Par Daniel Gluckstein

C’était en avril dernier. Méprisant les millions de grévistes et de manifestants mobilisés depuis de longs mois contre sa réforme des retraites, Macron venait de la faire « adopter » par un 49-3 à l’Assemblée nationale. Alors que les travailleurs et les jeunes continuaient à défiler au cri de « Macron, démission ! », les dirigeants des partis de la Nupes, eux, se tournèrent vers le président pour le supplier solennellement de ne pas promulguer sa loi. Ce qu’il fit pourtant dès que le Conseil constitutionnel lui en eut donné le feu vert.

On a revécu la même scène la semaine dernière. Allié à l’extrême droite et à la droite, Macron fait passer sa loi raciste, utilisant pour cela les artifices les plus antidémocratiques de la Ve République. Que font les dirigeants de l’ex-Nupes ? Ils écrivent à Macron : « S’il vous plaît, ne promulguez pas. »

Entre ces deux événements, il y a eu, en septembre, ce dîner auquel participèrent les dirigeants de tous les partis de « gauche », de droite et d’extrême droite, douze heures durant, autour de Macron. Et d’autres épisodes encore…

Comme la moule à son rocher, la « gauche » semble ne pouvoir se décrocher de Macron. Lequel s’en félicite bruyamment. Certes, les partis de « gauche » expriment souvent leur désaccord avec la politique présidentielle. Mais ils sont vigilants à rester dans les limites d’une opposition verbale sans conséquence pratique. Pour eux, Macron doit pouvoir continuer son œuvre, au nom du sacro-saint respect dû au président de la Ve République. Ce sont les mêmes d’ailleurs, et pour les mêmes raisons, qui en appellent au sacro-saint respect de l’ONU et de ses résolutions, y compris celle de 1947 qui a imposé la partition de la Palestine, partition à la source du massacre en cours.

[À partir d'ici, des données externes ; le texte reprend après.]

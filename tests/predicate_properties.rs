//! Predicate evaluation properties over a mixed-type dataset with gaps
//!
//! Run with: `cargo test --test predicate_properties`

use intellisheet::command::CommandParser;
use intellisheet::execution::Executor;
use intellisheet::query::PredicateCompiler;
use intellisheet::{deserialize_predicate, inspect, serialize_predicate, Dataset, EngineConfig, Predicate, Schema};

const COMMANDS: &[&str] = &[
    "show revenue > 1000",
    "show revenue >= 800 and region is west",
    "show region is east or units below 3",
    "show not region is west",
    "show closed on before 2024-03-01",
    "show closed on after 2024-01-31 or revenue is empty",
    "show notes contains rush",
    "show notes does not contain rush and paid is yes",
    "show region is not west and not revenue is missing",
    "show units at most 4 or region is north and paid is no",
];

fn dataset() -> Dataset {
    Dataset::from_raw_rows(
        &["region", "revenue", "units", "closed on", "paid", "notes"],
        &[
            row(&["west", "1200", "5", "2024-01-05", "yes", "Rush order"]),
            row(&["east", "800", "2", "2024-02-10", "no", ""]),
            row(&["west", "", "7", "2024-03-01", "yes", "standard"]),
            row(&["north", "1500.5", "", "", "no", "rush"]),
            row(&["", "950", "1", "2024-04-22", "yes", "follow up"]),
            row(&["east", "1000", "4", "2024-01-31", "", "RUSH"]),
        ],
    )
    .unwrap()
}

fn row(cells: &[&str]) -> Vec<String> {
    cells.iter().map(|s| s.to_string()).collect()
}

fn compile_all(schema: &Schema) -> Vec<Predicate> {
    let config = EngineConfig::default();
    let parser = CommandParser::new(&config);
    let compiler = PredicateCompiler::new(&config);
    COMMANDS
        .iter()
        .map(|text| {
            let parsed = parser.parse(text).unwrap();
            compiler.compile(&parsed, schema).unwrap().unwrap()
        })
        .collect()
}

#[test]
fn test_evaluation_is_idempotent() {
    let config = EngineConfig::default();
    let data = dataset();
    let schema = inspect(&data, &config);
    let executor = Executor::new(&config);
    for predicate in compile_all(&schema) {
        let first = executor.evaluate(&predicate, &data).unwrap();
        let second = executor.evaluate(&predicate, &data).unwrap();
        assert_eq!(first, second, "{}", predicate);
    }
}

#[test]
fn test_double_negation_is_identity() {
    let config = EngineConfig::default();
    let data = dataset();
    let schema = inspect(&data, &config);
    let executor = Executor::new(&config);
    for predicate in compile_all(&schema) {
        let doubled = Predicate::negate(Predicate::negate(predicate.clone()));
        assert_eq!(
            executor.evaluate(&doubled, &data).unwrap().indices(),
            executor.evaluate(&predicate, &data).unwrap().indices(),
            "{}",
            predicate
        );
    }
}

#[test]
fn test_serialized_predicates_evaluate_identically() {
    let config = EngineConfig::default();
    let data = dataset();
    let schema = inspect(&data, &config);
    let executor = Executor::new(&config);
    for predicate in compile_all(&schema) {
        let stored = serialize_predicate(&predicate);
        let text = serde_json::to_string(&stored).unwrap();
        let restored = deserialize_predicate(&serde_json::from_str(&text).unwrap(), &schema).unwrap();
        assert_eq!(
            executor.evaluate(&restored, &data).unwrap(),
            executor.evaluate(&predicate, &data).unwrap(),
            "{}",
            predicate
        );
    }
}

#[test]
fn test_greater_than_selects_exactly_larger_values() {
    let config = EngineConfig::default();
    let data = dataset();
    let schema = inspect(&data, &config);
    let parser = CommandParser::new(&config);
    let compiler = PredicateCompiler::new(&config);
    let executor = Executor::new(&config);
    let revenue = data.column("revenue").unwrap();

    for threshold in [-5.0, 0.0, 800.0, 950.0, 999.99, 1000.0, 1200.0, 1500.5, 9000.0] {
        let parsed = parser.parse(&format!("show revenue > {}", threshold)).unwrap();
        let predicate = compiler.compile(&parsed, &schema).unwrap().unwrap();
        let selected = executor.evaluate(&predicate, &data).unwrap().indices();
        let expected: Vec<usize> = revenue
            .cells
            .iter()
            .enumerate()
            .filter(|(_, cell)| cell.as_number().map_or(false, |v| v > threshold))
            .map(|(i, _)| i)
            .collect();
        assert_eq!(selected, expected, "revenue > {}", threshold);
        assert!(!selected.contains(&2), "null revenue must never match");
    }
}

#[test]
fn test_text_comparisons_ignore_case() {
    let config = EngineConfig::default();
    let data = dataset();
    let schema = inspect(&data, &config);
    let parsed = CommandParser::new(&config).parse("show notes contains RUSH").unwrap();
    let predicate = PredicateCompiler::new(&config).compile(&parsed, &schema).unwrap().unwrap();
    let selected = Executor::new(&config).evaluate(&predicate, &data).unwrap().indices();
    assert_eq!(selected, vec![0, 3, 5]);
}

N’en déplaise à ces dirigeants, la fonction de président de la République n’a rien de sacré. Elle consiste à assurer la domination capitaliste (c’est le cas aussi pour l’ONU à l’échelle internationale). La Ve République n’est elle-même que l’instrument de la domination de la classe capitaliste, du droit absolu qu’elle s’arroge d’exploiter les travailleurs, de piller les ressources de la nation pour la guerre et pour les spéculateurs, et de déchaîner son appareil répressif quand elle le juge utile. C’est parce qu’ils refusent de rompre avec ces institutions – et les rapports de classe qu’elles protègent – que les dirigeants des partis de « gauche » se placent eux-mêmes dans ce rapport de sujétion à Macron, au mépris de ce qu’attendent d’eux nombre de travailleurs et leurs propres militants. Qu’on ne vienne pas, après cela, se plaindre de l’abstention…

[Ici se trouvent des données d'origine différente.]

//! Execution Engine
//!
//! Predicate evaluation over row-selection bitsets, plus the aggregate
//! kernels reused by charts, insights and data-quality scans.

pub mod aggregate;
pub mod evaluator;
pub mod selection;

pub use aggregate::AggregateMetric;
pub use evaluator::{ChartPoint, Executor, BLANK_CATEGORY, OTHER_CATEGORY};
pub use selection::RowSelection;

Un parti ne craint pas d’appeler les travailleurs à ouvrir la voie de la rupture par leur propre mobilisation. Un parti appelle à rejeter aussi bien le prétendu droit international de l’ONU, contraire au droit des peuples, que les institutions de la Ve République, contraires à la démocratie. Un parti appelle à rassembler les forces dans la lutte de classe pour briser la politique anti-ouvrière, antisociale, antidémocratique du gouvernement Macron. Son nom ? Parti des travailleurs.